---------- EXCERPTED DATA ----------

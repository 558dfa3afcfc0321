//! Socket reader and writer tasks
//!
//! Each open socket gets one reader task that feeds frames to the session in
//! arrival order and one writer task that drains the session's outbound queue.

use futures_util::{Sink, SinkExt, Stream, StreamExt};
use std::sync::{Arc, Weak};
use tokio::net::TcpStream;
use tokio::sync::mpsc;
use tokio_tungstenite::tungstenite::protocol::frame::CloseFrame;
use tokio_tungstenite::tungstenite::{Error as WsError, Message};
use tokio_tungstenite::{MaybeTlsStream, WebSocketStream};

use super::GatewaySession;
use crate::protocol::NORMAL_CLOSE;

/// Client socket type
pub type GatewaySocket = WebSocketStream<MaybeTlsStream<TcpStream>>;

/// Frame queued for the writer task
#[derive(Debug, Clone, PartialEq, Eq)]
pub enum Outbound {
    Text(String),
    Close(u16, String),
}

/// Hand an open socket to `session` and start its reader and writer
///
/// If the session no longer wants the socket it is closed normally instead.
pub(crate) fn spawn<S>(session: &Arc<GatewaySession>, socket: S)
where
    S: Stream<Item = Result<Message, WsError>> + Sink<Message, Error = WsError> + Send + Unpin + 'static,
{
    let (tx, rx) = mpsc::unbounded_channel();
    let (sink, stream) = socket.split();

    match session.attach(tx.clone()) {
        Some(generation) => {
            tokio::spawn(read_loop(stream, Arc::downgrade(session), generation));
        }
        None => {
            drop(stream);
            let _ = tx.send(Outbound::Close(NORMAL_CLOSE, String::new()));
        }
    }
    tokio::spawn(write_loop(sink, rx, session.shard_id()));
}

async fn read_loop<S>(mut stream: S, session: Weak<GatewaySession>, generation: u64)
where
    S: Stream<Item = Result<Message, WsError>> + Unpin,
{
    let mut close_code = None;
    while let Some(frame) = stream.next().await {
        let Some(session) = session.upgrade() else {
            return;
        };
        match frame {
            Ok(Message::Text(text)) => session.on_text(generation, &text),
            Ok(Message::Binary(bytes)) => session.on_binary(generation, &bytes),
            Ok(Message::Close(frame)) => {
                close_code = frame.map(|frame| u16::from(frame.code));
                break;
            }
            // Ping/pong are answered by tungstenite
            Ok(_) => {}
            Err(e) => {
                tracing::warn!(shard_id = session.shard_id(), error = %e, "Gateway socket error");
                break;
            }
        }
    }

    if let Some(session) = session.upgrade() {
        session.on_close(generation, close_code);
    }
}

async fn write_loop<S>(mut sink: S, mut rx: mpsc::UnboundedReceiver<Outbound>, shard_id: u32)
where
    S: Sink<Message, Error = WsError> + Unpin,
{
    while let Some(outbound) = rx.recv().await {
        let (message, last) = match outbound {
            Outbound::Text(text) => (Message::Text(text), false),
            Outbound::Close(code, reason) => {
                let frame = CloseFrame {
                    code: code.into(),
                    reason: reason.into(),
                };
                (Message::Close(Some(frame)), true)
            }
        };

        if let Err(e) = sink.send(message).await {
            tracing::warn!(shard_id, error = %e, "Failed to write to gateway socket");
            break;
        }
        if last {
            break;
        }
    }
}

----------

## [INSTRUCTIONS FOR THE TASK]
Write the entries out again, exactly and completely.

## [ANSWER TO THE PROBLEM]
repository 558dfa3afcfc0321
//! Socket reader and writer tasks
//!
//! Each open socket gets one reader task that feeds frames to the session in
//! arrival order and one writer task that drains the session's outbound queue.

use futures_util::{Sink, SinkExt, Stream, StreamExt};
use std::sync::{Arc, Weak};
use tokio::net::TcpStream;
use tokio::sync::mpsc;
use tokio_tungstenite::tungstenite::protocol::frame::CloseFrame;
use tokio_tungstenite::tungstenite::{Error as WsError, Message};
use tokio_tungstenite::{MaybeTlsStream, WebSocketStream};

use super::GatewaySession;
use crate::protocol::NORMAL_CLOSE;

/// Client socket type
pub type GatewaySocket = WebSocketStream<MaybeTlsStream<TcpStream>>;

/// Frame queued for the writer task
#[derive(Debug, Clone, PartialEq, Eq)]
pub enum Outbound {
    Text(String),
    Close(u16, String),
}

/// Hand an open socket to `session` and start its reader and writer
///
/// If the session no longer wants the socket it is closed normally instead.
pub(crate) fn spawn<S>(session: &Arc<GatewaySession>, socket: S)
where
    S: Stream<Item = Result<Message, WsError>> + Sink<Message, Error = WsError> + Send + Unpin + 'static,
{
    let (tx, rx) = mpsc::unbounded_channel();
    let (sink, stream) = socket.split();

    match session.attach(tx.clone()) {
        Some(generation) => {
            tokio::spawn(read_loop(stream, Arc::downgrade(session), generation));
        }
        None => {
            drop(stream);
            let _ = tx.send(Outbound::Close(NORMAL_CLOSE, String::new()));
        }
    }
    tokio::spawn(write_loop(sink, rx, session.shard_id()));
}

async fn read_loop<S>(mut stream: S, session: Weak<GatewaySession>, generation: u64)
where
    S: Stream<Item = Result<Message, WsError>> + Unpin,
{
    let mut close_code = None;
    while let Some(frame) = stream.next().await {
        let Some(session) = session.upgrade() else {
            return;
        };
        match frame {
            Ok(Message::Text(text)) => session.on_text(generation, &text),
            Ok(Message::Binary(bytes)) => session.on_binary(generation, &bytes),
            Ok(Message::Close(frame)) => {
                close_code = frame.map(|frame| u16::from(frame.code));
                break;
            }
            // Ping/pong are answered by tungstenite
            Ok(_) => {}
            Err(e) => {
                tracing::warn!(shard_id = session.shard_id(), error = %e, "Gateway socket error");
                break;
            }
        }
    }

    if let Some(session) = session.upgrade() {
        session.on_close(generation, close_code);
    }
}

async fn write_loop<S>(mut sink: S, mut rx: mpsc::UnboundedReceiver<Outbound>, shard_id: u32)
where
    S: Sink<Message, Error = WsError> + Unpin,
{
    while let Some(outbound) = rx.recv().await {
        let (message, last) = match outbound {
            Outbound::Text(text) => (Message::Text(text), false),
            Outbound::Close(code, reason) => {
                let frame = CloseFrame {
                    code: code.into(),
                    reason: reason.into(),
                };
                (Message::Close(Some(frame)), true)
            }
        };

        if let Err(e) = sink.send(message).await {
            tracing::warn!(shard_id, error = %e, "Failed to write to gateway socket");
            break;
        }
        if last {
            break;
        }
    }
}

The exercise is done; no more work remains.